33. Be it noted herein that the High Court in its findings categorically held that the defendant No. 1 could not establish in the instant case that the existing houses were constructed within 5 years from the original lease or subsequent lease and that being the position, no protection from eviction under Section 5 of the Act was available to the defendant No. 1.
34. The appellate Court having received the case on remand from the High Court, after careful consideration of the additional evidence so adduced as directed by the High Court, vide order dated 4-6-73 found that no improvement whatsoever was made by Surendra Narayan Sukul, the defendant No. 1/appellant and he was, therefore, not entitled to get any compensation and as a result the Issue No. 8 so framed by the High Court was decided in negative and in favour of the respondents Hirendra Chandra Chakravorty and others.

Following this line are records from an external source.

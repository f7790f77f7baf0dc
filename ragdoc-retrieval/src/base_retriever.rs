use async_trait::async_trait;
use ragdoc_core::{MetadataFilter, SearchResult};

use crate::error::RetrievalError;

/// Takes a query string and returns relevant documents, most relevant first.
#[async_trait]
pub trait BaseRetriever: Send + Sync {
    async fn retrieve(
        &self,
        query: &str,
        top_k: usize,
        filter: Option<&MetadataFilter>,
    ) -> Result<Vec<SearchResult>, RetrievalError>;
}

With that finding the matter was returned to the High Court for its final decision on merit of the Second Appeal.
35. It is seen that accepting the findings of the appellate Court dated 4-6-73 above, the High Court by order dated 11-6-74 dismissed the S.A. No. 78/66.
36. Given the attending facts and circumstances of this case in its entirety and upon meticulous scanning of the judgments dated 22-11 -65 and 4-6-73 rendered by the First Appellate Court as well as the findings arrived at by the Division Bench of this Court in its judgments and orders dated 13-11-72 and 11-6-74 passed in the instant Second Appeal, we are of the considered opinion that in view of the above findings that were basically structured upon the question of facts, no substantial question of law appears to be involved herein and we have, therefore, no hesitation to affirm the views and conclusions recorded in those afore-referred judgments.
37. In view of the above deliberation and scrutiny, this Full Bench also felt that the findings recorded by the appellate Court by its judgment dated 20-3-2002 to the effect that two receipts dated 30-1-97 and 22-8-97 were duly proved as the plaintiffs accepted the rents from the year from 1403 B.S. to 1406 B.S. by issuing those receipts and accordingly fresh tenancy came into existence on 30-1-97 for which the right to eject the defendants was waived by the plaintiffs, shall have no bearing in deciding the instant second appeal on merit.
38. For the foregoing reasons, observations and discussions, we find no merit in this second appeal and the same stands dismissed.
39. Considering the facts and circumstances of the case there shall be no order as to costs.